## Assignment
Go line by line through the entries below and copy those containing the string "ADJECTIVES".

## Material for this task
// storefront/src/seed.rs

//! Startup seeding: an admin account and a random demo catalog.

use rand_core::{OsRng, RngCore};
use tracing::{info, instrument};

use crate::errors::Result;
use crate::models::{NewProduct, NewUser, Taxonomy};
use crate::services::auth_service;
use crate::state::AppState;

pub const ADMIN_USERNAME: &str = "admin";
pub const ADMIN_EMAIL: &str = "admin@admin.admin";
const ADMIN_PASSWORD: &str = "admin";

const BRANDS: [&str; 5] = ["Northwind", "Bluepeak", "Ironbark", "Solstice", "Kestrel"];
const CATEGORIES: [&str; 4] = ["Footwear", "Outerwear", "Backpacks", "Accessories"];
const ADJECTIVES: [&str; 8] = ["Classic", "Rugged", "Urban", "Alpine", "Compact", "Vintage", "Swift", "Sturdy"];
const NOUNS: [&str; 8] = ["Boot", "Jacket", "Pack", "Cap", "Glove", "Runner", "Parka", "Belt"];
const PRODUCTS_PER_SEED: usize = 24;

fn pick<'a>(rng: &mut OsRng, items: &[&'a str]) -> &'a str {
  items[rng.next_u32() as usize % items.len()]
}

fn between(rng: &mut OsRng, low: u32, high: u32) -> u32 {
  low + rng.next_u32() % (high - low + 1)
}

/// Creates whatever is missing; safe to run on every start.
#[instrument(name = "seed::seed_database", skip(state), err(Display))]
pub async fn seed_database(state: &AppState) -> Result<()> {
  if state.users.find_user_by_email(ADMIN_EMAIL).await?.is_none() {
    state
      .users
      .create_user(NewUser {
        username: ADMIN_USERNAME.to_string(),
        email: ADMIN_EMAIL.to_string(),
        password_hash: auth_service::hash_password(ADMIN_PASSWORD)?,
        confirmed: true,
        is_superuser: true,
      })
      .await?;
    info!("Admin account created.");
  }

  let mut brand_ids = Vec::with_capacity(BRANDS.len());
  for name in BRANDS {
    let label = match state.catalog.find_label_by_name(Taxonomy::Brand, name).await? {
      Some(label) => label,
      None => state.catalog.create_label(Taxonomy::Brand, name).await?,
    };
    brand_ids.push(label.id);
  }
  let mut category_ids = Vec::with_capacity(CATEGORIES.len());
  for name in CATEGORIES {
    let label = match state.catalog.find_label_by_name(Taxonomy::Category, name).await? {
      Some(label) => label,
      None => state.catalog.create_label(Taxonomy::Category, name).await?,
    };
    category_ids.push(label.id);
  }

  let mut rng = OsRng;
  let mut created = 0;
  for _ in 0..PRODUCTS_PER_SEED {
    let name = format!("{} {} {}", pick(&mut rng, &BRANDS), pick(&mut rng, &ADJECTIVES), pick(&mut rng, &NOUNS));
    if state.catalog.find_product_by_name(&name).await?.is_some() {
      continue;
    }
    let product = NewProduct {
      short_description: format!("The {} for everyday use.", name),
      full_description: format!(
        "The {} is made from durable materials, tested outdoors and backed by a two year warranty.",
        name
      ),
      price_cents: i64::from(between(&mut rng, 500, 50_000)),
      amount: between(&mut rng, 0, 100) as i32,
      discount: [0, 0, 5, 10, 25][rng.next_u32() as usize % 5],
      brand_id: brand_ids[rng.next_u32() as usize % brand_ids.len()],
      category_id: category_ids[rng.next_u32() as usize % category_ids.len()],
      name,
    };
    state.catalog.create_product(product).await?;
    created += 1;
  }
  info!(products = created, "Catalog seeded.");
  Ok(())
}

## Written response
const ADJECTIVES: [&str; 8] = ["Classic", "Rugged", "Urban", "Alpine", "Compact", "Vintage", "Swift", "Sturdy"];
    let name = format!("{} {} {}", pick(&mut rng, &BRANDS), pick(&mut rng, &ADJECTIVES), pick(&mut rng, &NOUNS));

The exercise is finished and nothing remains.